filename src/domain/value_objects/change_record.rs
//! Change records produced by a directory comparison
//!
//! A record exists only for content that differs; "no record" is the in-sync
//! state. Records are never persisted.

use std::fmt;
use std::path::{Path, PathBuf};

/// One difference between a reference tree and a candidate tree
#[derive(Debug, Clone, PartialEq, Eq)]
pub enum ChangeRecord {
    /// File exists only in the candidate tree
    New { path: PathBuf },
    /// File exists on both sides with different content
    Modified { path: PathBuf, diff: String },
}

impl ChangeRecord {
    pub fn new_file(path: impl Into<PathBuf>) -> Self {
        ChangeRecord::New { path: path.into() }
    }

    pub fn modified(path: impl Into<PathBuf>, diff: impl Into<String>) -> Self {
        ChangeRecord::Modified {
            path: path.into(),
            diff: diff.into(),
        }
    }

    /// Path relative to the compared roots
    pub fn path(&self) -> &Path {
        match self {
            ChangeRecord::New { path } | ChangeRecord::Modified { path, .. } => path,
        }
    }

    pub fn is_new(&self) -> bool {
        matches!(self, ChangeRecord::New { .. })
    }

    /// Rendered diff body (`+`/`-` lines); `None` for new files
    pub fn diff(&self) -> Option<&str> {
        match self {
            ChangeRecord::New { .. } => None,
            ChangeRecord::Modified { diff, .. } => Some(diff),
        }
    }

    /// Relative path with `/` separators on every platform
    pub fn display_path(&self) -> String {
        self.path()
            .components()
            .map(|c| c.as_os_str().to_string_lossy())
            .collect::<Vec<_>>()
            .join("/")
    }
}

impl fmt::Display for ChangeRecord {
    fn fmt(&self, f: &mut fmt::Formatter<'_>) -> fmt::Result {
        match self {
            ChangeRecord::New { .. } => write!(f, "+ {} (new file)", self.display_path()),
            ChangeRecord::Modified { diff, .. } => {
                write!(f, "M {}:\n{}", self.display_path(), diff)
            }
        }
    }
}

#[cfg(test)]
mod tests {
    use super::*;

    #[test]
    fn new_record_display() {
        let record = ChangeRecord::new_file("scripts/run.sh");
        assert_eq!(record.to_string(), "+ scripts/run.sh (new file)");
        assert!(record.is_new());
        assert_eq!(record.diff(), None);
    }

    #[test]
    fn modified_record_display_is_tagged_and_prefixed() {
        let record = ChangeRecord::modified("SKILL.md", "- old\n+ new\n");
        assert_eq!(record.to_string(), "M SKILL.md:\n- old\n+ new\n");
        assert_eq!(record.diff(), Some("- old\n+ new\n"));
    }

    #[test]
    fn display_path_uses_forward_slashes() {
        let record = ChangeRecord::new_file(Path::new("a").join("b").join("c.md"));
        assert_eq!(record.display_path(), "a/b/c.md");
    }
}
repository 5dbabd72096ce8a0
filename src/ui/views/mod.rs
pub mod doctor;
pub mod inventory;
pub mod presets;
pub mod sync;
//! Error types for skill-factory
//!
//! Library errors use `thiserror`; the binary wraps them in `anyhow` at the
//! command boundary.

use std::path::PathBuf;
use thiserror::Error;

use crate::domain::ports::FsError;

/// Result type alias for skill-factory operations
pub type FactoryResult<T> = Result<T, FactoryError>;

/// Main error type for skill-factory operations
#[derive(Error, Debug)]
pub enum FactoryError {
    /// Factory root is missing or unreadable. Raised before any mutation.
    #[error("factory source {} is not readable: {source}", path.display())]
    SourceUnavailable {
        path: PathBuf,
        #[source]
        source: FsError,
    },

    /// Comparing a unit's two sides failed
    #[error("failed to compare '{unit}': {source}")]
    Comparison {
        unit: String,
        #[source]
        source: FsError,
    },

    /// Writing a unit (or rule) into its destination failed
    #[error("failed to copy '{unit}': {source}")]
    Copy {
        unit: String,
        #[source]
        source: FsError,
    },

    /// Creating or swapping the target tree failed
    #[error("failed to prepare target {}: {source}", path.display())]
    TargetSetup {
        path: PathBuf,
        #[source]
        source: FsError,
    },

    /// Install refused because the target already exists
    #[error("{} already exists - run `skills update` to refresh it", path.display())]
    AlreadyInstalled { path: PathBuf },

    /// Update/backport need an installed tree
    #[error("{} not found - run `skills install` first", path.display())]
    NotInstalled { path: PathBuf },

    /// The named unit is not present where it has to be
    #[error("skill '{name}' not found at {}", path.display())]
    UnitNotFound { name: String, path: PathBuf },

    /// Unit names are single path components
    #[error("invalid skill name '{name}': {reason}")]
    InvalidUnitName { name: String, reason: &'static str },

    /// Preset name not defined in presets.yaml
    #[error("unknown preset '{name}'")]
    UnknownPreset { name: String },

    /// Preset `extends` chain loops back on itself
    #[error("preset cycle detected: {chain}")]
    PresetCycle { chain: String },

    /// presets.yaml could not be parsed
    #[error("invalid presets file {}: {message}", file.display())]
    InvalidPresets { file: PathBuf, message: String },

    /// Config file could not be parsed
    #[error("invalid config {}: {message}", file.display())]
    InvalidConfig { file: PathBuf, message: String },

    /// Filesystem error outside a unit scope
    #[error(transparent)]
    Fs(#[from] FsError),

    /// IO error
    #[error("IO error: {0}")]
    Io(#[from] std::io::Error),
}

impl FactoryError {
    /// Name of the unit this error is scoped to, if any.
    pub fn unit(&self) -> Option<&str> {
        match self {
            FactoryError::Comparison { unit, .. } | FactoryError::Copy { unit, .. } => Some(unit),
            FactoryError::UnitNotFound { name, .. } | FactoryError::InvalidUnitName { name, .. } => {
                Some(name)
            }
            _ => None,
        }
    }
}
//! Domain Ports (Interfaces)
//!
//! These traits define the boundaries of the domain layer.
//! Infrastructure layer provides concrete implementations.

pub mod file_system;
pub mod prompter;
pub mod sync_events;

pub use file_system::{DirEntry, FileSystem, FsError, FsResult};
pub use prompter::{is_affirmative, AssumeNo, AssumeYes, Prompter};
pub use sync_events::{NoopSink, SyncEvent, SyncEventSink};
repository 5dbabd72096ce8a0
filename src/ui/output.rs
use skill_factory::config::ConfigWarning;

use crate::ui::primitives::icon::Icon;

pub fn render_config_warnings(warnings: &[ConfigWarning], supports_unicode: bool) -> String {
    let mut out = String::new();
    for w in warnings {
        let icon = Icon::Warning.render(supports_unicode);
        match w.line {
            Some(line) => out.push_str(&format!(
                "{icon} Unknown config key '{}' in {}:{}\n",
                w.key,
                w.file.display(),
                line
            )),
            None => out.push_str(&format!(
                "{icon} Unknown config key '{}' in {}\n",
                w.key,
                w.file.display()
            )),
        }
        if let Some(suggestion) = &w.suggestion {
            out.push_str(&format!("   Did you mean '{suggestion}'?\n"));
        }
    }
    out
}

/// Config warnings go to stderr so NDJSON on stdout stays clean
pub fn print_config_warnings(warnings: &[ConfigWarning], supports_unicode: bool) {
    eprint!("{}", render_config_warnings(warnings, supports_unicode));
}
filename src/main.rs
//! Skills CLI - install and synchronize agent skills from a factory
//!
//! Usage: skills <COMMAND>
//!
//! Commands:
//!   install   Install skills, workflows and rules from the factory
//!   update    Pull factory changes into installed skills
//!   backport  Copy a locally modified skill back into the factory
//!   list      Show skill inventory with sync status
//!   presets   List presets defined by the factory
//!   doctor    Check skills for broken links and hardcoded paths

use anyhow::Result;
use clap::Parser;
use tracing_subscriber::EnvFilter;

mod cli;
mod commands;
mod ui;

use cli::{Cli, Commands};

fn init_logging(verbose: u8) {
    let level = match verbose {
        0 => "warn",
        1 => "info",
        2 => "debug",
        _ => "trace",
    };
    let filter = EnvFilter::try_from_default_env().unwrap_or_else(|_| EnvFilter::new(level));
    let _ = tracing_subscriber::fmt()
        .with_env_filter(filter)
        .with_writer(std::io::stderr)
        .with_target(false)
        .try_init();
}

fn main() {
    let cli = Cli::parse();
    init_logging(cli.verbose);

    let json = cli.json;
    if let Err(err) = run(cli) {
        ui::error::print_error(&err, json);
        std::process::exit(1);
    }
}

fn run(cli: Cli) -> Result<()> {
    let config = cli.config.as_deref();
    let (json, verbose) = (cli.json, cli.verbose);

    match cli.command {
        Commands::Install {
            preset,
            no_interactive,
            force,
            global,
        } => commands::cmd_install(config, preset, no_interactive, force, global, json, verbose),
        Commands::Update { force, yes } => commands::cmd_update(config, force, yes, json, verbose),
        Commands::Backport { name, yes } => {
            commands::cmd_backport(config, &name, yes, json, verbose)
        }
        Commands::List => commands::cmd_list(config, json, verbose),
        Commands::Presets => commands::cmd_presets(config, json, verbose),
        Commands::Doctor {
            factory,
            exit_on_error,
        } => commands::cmd_doctor(config, factory, exit_on_error, json, verbose),
    }
}
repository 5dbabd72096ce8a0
//! Rule Converter Domain Service
//!
//! Turns a markdown standard into a project rule by prepending a frontmatter
//! block whose description is the document's first `# ` heading.

/// Title used when a document has no usable level-1 heading
pub const FALLBACK_TITLE: &str = "Rule";

/// First `# ` heading in `content`, trimmed. Falls back to [`FALLBACK_TITLE`]
/// when there is none or it is blank.
pub fn extract_title(content: &str) -> &str {
    content
        .lines()
        .find_map(|line| line.strip_prefix("# "))
        .map(|title| title.trim_end_matches('\r').trim())
        .filter(|title| !title.is_empty())
        .unwrap_or(FALLBACK_TITLE)
}

/// Full rule document: frontmatter, blank line, original content verbatim.
pub fn convert(content: &str) -> String {
    format!(
        "---\ndescription: {}\n---\n\n{}",
        extract_title(content),
        content
    )
}
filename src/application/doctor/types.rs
//! Doctor finding types

use serde::Serialize;

/// How bad a finding is
#[derive(Debug, Clone, Copy, PartialEq, Eq, Serialize)]
#[serde(rename_all = "lowercase")]
pub enum Severity {
    Warning,
    Error,
}

impl std::fmt::Display for Severity {
    fn fmt(&self, f: &mut std::fmt::Formatter<'_>) -> std::fmt::Result {
        match self {
            Severity::Warning => write!(f, "⚠"),
            Severity::Error => write!(f, "✗"),
        }
    }
}

/// One problem found in one unit
#[derive(Debug, Clone, PartialEq, Eq, Serialize)]
pub struct Finding {
    pub unit: String,
    /// 1-based line in the marker file, when the check is line oriented
    #[serde(skip_serializing_if = "Option::is_none")]
    pub line: Option<usize>,
    pub severity: Severity,
    pub message: String,
}

impl std::fmt::Display for Finding {
    fn fmt(&self, f: &mut std::fmt::Formatter<'_>) -> std::fmt::Result {
        match self.line {
            Some(line) => write!(f, "{}:{}: {}", self.unit, line, self.message),
            None => write!(f, "{}: {}", self.unit, self.message),
        }
    }
}
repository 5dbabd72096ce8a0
pub mod panel;
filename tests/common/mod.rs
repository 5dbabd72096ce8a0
//! Common test utilities for skills CLI and scenario tests.
//!
//! This module provides:
//! - `TestEnv`: isolated project, home and factory directories
//! - Assertion macros: `assert_installed!`, `assert_output_contains!`
//! - Fixtures: a small factory tree

#![allow(dead_code)]

pub mod assertions;
pub mod env;
pub mod fixtures;

pub use assertions::*;
pub use env::*;
pub use fixtures::*;
//! Factory fixture
//!
//! ```text
//! factory/
//!   product-manager/SKILL.md       (mentions _standards/GIT.md)
//!   product-manager/scripts/run.sh
//!   tech-lead/SKILL.md
//!   skills/backend-dev/SKILL.md    (container child)
//!   draft/notes.md                 (no marker, ignored)
//!   references/guide.md            (ignored)
//!   _standards/GIT.md
//!   workflows/ship.md
//!   TEAM.md
//!   _meta/presets.yaml
//! ```

use std::path::Path;

use super::env::write;

pub const PRODUCT_MANAGER: &str = "# Product Manager\n\nSee _standards/GIT.md before committing.\nHand off to @tech-lead.\n";
pub const TECH_LEAD: &str = "# Tech Lead\n\nReview everything.\n";
pub const BACKEND_DEV: &str = "# Backend Dev\n\nSee scripts/missing.sh for setup.\n";
pub const GIT_STANDARD: &str = "# Git Workflow\n\nRebase before merging.\n";

pub const PRESETS_YAML: &str = r#"core:
  description: Everyday skills
  skills: [product-manager, tech-lead]
backend:
  description: Core plus backend
  extends: core
  skills: backend-dev
_internal:
  skills: "*"
"#;

pub fn write_factory(root: &Path) {
    write(&root.join("product-manager/SKILL.md"), PRODUCT_MANAGER);
    write(&root.join("product-manager/scripts/run.sh"), "#!/bin/sh\necho run\n");
    write(&root.join("tech-lead/SKILL.md"), TECH_LEAD);
    write(&root.join("skills/backend-dev/SKILL.md"), BACKEND_DEV);
    write(&root.join("draft/notes.md"), "unfinished\n");
    write(&root.join("references/guide.md"), "reference material\n");
    write(&root.join("_standards/GIT.md"), GIT_STANDARD);
    write(&root.join("workflows/ship.md"), "# Ship\n\n1. Tag\n2. Push\n");
    write(&root.join("TEAM.md"), "# The Team\n");
    write(&root.join("_meta/presets.yaml"), PRESETS_YAML);
}
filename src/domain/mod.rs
//! Domain Layer
//!
//! The core of skill-factory: what gets installed where, how two trees are
//! compared, and how factory content is rewritten on the way into a project.
//!
//! ## Structure
//!
//! - `value_objects/` - Immutable value types (Category, ChangeRecord, UnitName)
//! - `services/` - Domain services (PathRewriter, DirectoryDiffer, RuleConverter)
//! - `ports/` - Interface definitions for infrastructure (FileSystem, Prompter)
//!
//! ## Design Principles
//!
//! 1. **No direct I/O** - file access goes through the `FileSystem` port
//! 2. **No terminal** - confirmation goes through `Prompter`, display through `SyncEventSink`

pub mod ports;
pub mod services;
pub mod value_objects;
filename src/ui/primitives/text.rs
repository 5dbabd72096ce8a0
use std::fmt;

use crossterm::style::{Color, Stylize};

use crate::ui::theme;

#[derive(Debug, Clone, Copy, PartialEq, Eq)]
pub enum SemanticColor {
    Success,
    Error,
    Warning,
    Info,
    Dim,
}

impl SemanticColor {
    fn color(self) -> Color {
        match self {
            SemanticColor::Success => theme::colors::SUCCESS,
            SemanticColor::Error => theme::colors::ERROR,
            SemanticColor::Warning => theme::colors::WARNING,
            SemanticColor::Info => theme::colors::INFO,
            SemanticColor::Dim => theme::colors::DIM,
        }
    }
}

/// Text with an optional semantic color, rendered only when the terminal
/// supports it
#[derive(Debug, Clone, PartialEq, Eq)]
pub struct ColoredText {
    text: String,
    color: Option<SemanticColor>,
    bold: bool,
}

impl ColoredText {
    fn with_color(text: impl Into<String>, color: Option<SemanticColor>) -> Self {
        Self {
            text: text.into(),
            color,
            bold: false,
        }
    }

    pub fn plain(text: impl Into<String>) -> Self {
        Self::with_color(text, None)
    }

    pub fn success(text: impl Into<String>) -> Self {
        Self::with_color(text, Some(SemanticColor::Success))
    }

    pub fn error(text: impl Into<String>) -> Self {
        Self::with_color(text, Some(SemanticColor::Error))
    }

    pub fn warning(text: impl Into<String>) -> Self {
        Self::with_color(text, Some(SemanticColor::Warning))
    }

    pub fn info(text: impl Into<String>) -> Self {
        Self::with_color(text, Some(SemanticColor::Info))
    }

    pub fn dim(text: impl Into<String>) -> Self {
        Self::with_color(text, Some(SemanticColor::Dim))
    }

    pub fn bold(mut self) -> Self {
        self.bold = true;
        self
    }

    pub fn render(&self, supports_color: bool) -> String {
        if !supports_color {
            return self.text.clone();
        }

        let mut styled = self.text.as_str().stylize();
        if let Some(color) = self.color {
            styled = styled.with(color.color());
        }
        if self.bold {
            styled = styled.bold();
        }
        format!("{}", styled)
    }
}

impl fmt::Display for ColoredText {
    fn fmt(&self, f: &mut fmt::Formatter<'_>) -> fmt::Result {
        f.write_str(&self.text)
    }
}

#[cfg(test)]
mod tests {
    use super::*;

    #[test]
    fn render_without_color_returns_plain_text() {
        let t = ColoredText::success("ok").bold();
        assert_eq!(t.render(false), "ok");
    }

    #[test]
    fn render_with_color_includes_ansi_escape() {
        let t = ColoredText::error("no");
        assert!(t.render(true).contains("\u{1b}["));
    }

    #[test]
    fn plain_text_stays_plain_even_with_color() {
        assert_eq!(ColoredText::plain("x").render(true), "x");
    }
}
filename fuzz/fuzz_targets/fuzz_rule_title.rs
#![no_main]

use libfuzzer_sys::fuzz_target;
use skill_factory::domain::services::rule_converter;

fuzz_target!(|data: &[u8]| {
    if let Ok(content) = std::str::from_utf8(data) {
        let rule = rule_converter::convert(content);
        assert!(rule.starts_with("---\ndescription: "));
        assert!(rule.ends_with(content));
    }
});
────────
■ Task objective: Copy all lines of the records in which the string "reason" can be found.

■ Response for this exercise:
    #[error("invalid skill name '{name}': {reason}")]
    InvalidUnitName { name: String, reason: &'static str },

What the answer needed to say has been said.